Can you quote, word for word, every line from the first line of the records below through the line containing "use cascade_core::document::WorkflowDocument;", and nothing else?
====== PROVIDED DATA
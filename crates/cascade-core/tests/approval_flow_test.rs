//! Approval gates: suspension, resume on submission, and expiry.

use std::sync::Arc;
use std::time::Duration;

use serde_json::{json, Value};

use cascade_core::approvals::ApprovalManager;
use cascade_core::config::EngineConfig;
use cascade_core::engine::{RunStatus, WorkflowEngine};
use cascade_core::document::WorkflowDocument;
use cascade_core::testing::{recording_registry, RecordingModule};
use cascade_core::registry::ModuleRegistry;

fn echo_registry() -> (ModuleRegistry, RecordingModule) {
    recording_registry("echo", &[("after", vec![]), ("form", vec![])])
}

fn spawn_engine(
    yaml: &str,
    registry: ModuleRegistry,
    approvals: Arc<ApprovalManager>,
) -> (
    uuid::Uuid,
    tokio::task::JoinHandle<cascade_core::error::Result<cascade_core::engine::WorkflowOutcome>>,
) {
    let document = WorkflowDocument::from_yaml_str(yaml).expect("valid document");
    let engine = WorkflowEngine::new(
        document,
        json!({}),
        Arc::new(registry),
        approvals,
        Arc::new(EngineConfig::default()),
    )
    .expect("engine construction");
    let uid = engine.workflow_uid();
    (uid, tokio::spawn(engine.run()))
}

async fn wait_for_ticket(approvals: &ApprovalManager, uid: uuid::Uuid) {
    for _ in 0..100 {
        if approvals.status(uid).is_some() {
            return;
        }
        tokio::time::sleep(Duration::from_millis(10)).await;
    }
    panic!("approval ticket never appeared for {}", uid);
}

const GATED: &str = r#"
workflow:
  name: gated
  trigger: {type: api}
  steps:
    - id: gate
      type: approval
      form: {fields: [{name: choice, type: select, options: [approve, reject]}]}
      assignees: [ops@example.com]
      timeout_minutes: 5
    - id: after
      action: echo.after
      input: {choice: "${steps.gate.data.form_data.choice}"}
"#;

#[tokio::test]
async fn approval_gate_stalls_until_submission_resumes_it() {
    let (registry, module) = echo_registry();
    let approvals = Arc::new(ApprovalManager::new());
    let (uid, handle) = spawn_engine(GATED, registry, approvals.clone());

    wait_for_ticket(&approvals, uid).await;
    // Suspended: nothing past the gate has run.
    tokio::time::sleep(Duration::from_millis(30)).await;
    assert_eq!(module.calls_to("after"), 0);
    assert!(!handle.is_finished());

    approvals
        .submit(uid, json!({"choice": "approve"}))
        .expect("submission accepted");
    let outcome = handle.await.unwrap().unwrap();

    assert_eq!(outcome.status, RunStatus::Succeeded);
    assert_eq!(module.calls_to("after"), 1);
    let choice = cascade_core::matching::extract_json_path(
        &outcome.context,
        "steps.gate.data.form_data.choice",
    );
    assert_eq!(choice, Some(&json!("approve")));
    let seen = cascade_core::matching::extract_json_path(
        &outcome.context,
        "steps.after.data.choice",
    );
    assert_eq!(seen, Some(&json!("approve")));
}

#[tokio::test]
async fn expired_approval_times_the_step_out() {
    let (registry, module) = echo_registry();
    let approvals = Arc::new(ApprovalManager::new());
    let yaml = r#"
workflow:
  name: expiring
  trigger: {type: api}
  steps:
    - id: gate
      type: approval
      form: {fields: []}
      timeout_minutes: 0.0
    - {id: after, action: echo.after, input: {}}
"#;
    let (uid, handle) = spawn_engine(yaml, registry, approvals.clone());
    wait_for_ticket(&approvals, uid).await;

    assert_eq!(approvals.expire_due(), 1);
    let outcome = handle.await.unwrap().unwrap();

    assert_eq!(outcome.status, RunStatus::Failed);
    assert_eq!(module.calls_to("after"), 0);
    let status =
        cascade_core::matching::extract_json_path(&outcome.context, "steps.gate.status");
    assert_eq!(status, Some(&json!("timeout")));
}

#[tokio::test]
async fn module_returned_waiting_for_input_suspends_the_same_way() {
    let (registry, module) = echo_registry();
    module.script(
        "form",
        vec![cascade_core::result::StepResult::waiting_for_input(
            json!({"prompt": "sign off"}),
        )],
    );
    let approvals = Arc::new(ApprovalManager::new());
    let yaml = r#"
workflow:
  name: module-gated
  trigger: {type: api}
  steps:
    - {id: gate, action: echo.form, input: {}}
    - id: after
      action: echo.after
      input: {answer: "${steps.gate.data.form_data.answer}"}
"#;
    let (uid, handle) = spawn_engine(yaml, registry, approvals.clone());
    wait_for_ticket(&approvals, uid).await;
    assert_eq!(module.calls_to("after"), 0);

    approvals.submit(uid, json!({"answer": 42})).unwrap();
    let outcome = handle.await.unwrap().unwrap();

    assert_eq!(outcome.status, RunStatus::Succeeded);
    let answer = cascade_core::matching::extract_json_path(
        &outcome.context,
        "steps.after.data.answer",
    );
    assert_eq!(answer, Some(&json!(42)));
    // The module's own data survives alongside the merged form data.
    let prompt = cascade_core::matching::extract_json_path(
        &outcome.context,
        "steps.gate.data.prompt",
    );
    assert_eq!(prompt, Some(&json!("sign off")));
}

#[tokio::test]
async fn suspended_state_is_observable_while_waiting() {
    let (registry, _) = echo_registry();
    let approvals = Arc::new(ApprovalManager::new());
    let (uid, handle) = spawn_engine(GATED, registry, approvals.clone());
    wait_for_ticket(&approvals, uid).await;

    let ticket = approvals.status(uid).unwrap();
    assert_eq!(ticket.step_id, "gate");
    assert_eq!(ticket.assignees, vec!["ops@example.com"]);
    assert!(ticket.expires_at.is_some());
    let form = approvals.form_schema(uid).unwrap();
    assert_eq!(form["fields"][0]["name"], json!("choice"));

    approvals.submit(uid, json!({"choice": "reject"})).unwrap();
    let Value::Object(_) = handle.await.unwrap().unwrap().context else {
        panic!("context snapshot must be an object");
    };
}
============
SOLUTION FOR THIS TASK —
filename crates/cascade-core/tests/approval_flow_test.rs
//! Approval gates: suspension, resume on submission, and expiry.

use std::sync::Arc;
use std::time::Duration;

use serde_json::{json, Value};

use cascade_core::approvals::ApprovalManager;
use cascade_core::config::EngineConfig;
use cascade_core::engine::{RunStatus, WorkflowEngine};
use cascade_core::document::WorkflowDocument;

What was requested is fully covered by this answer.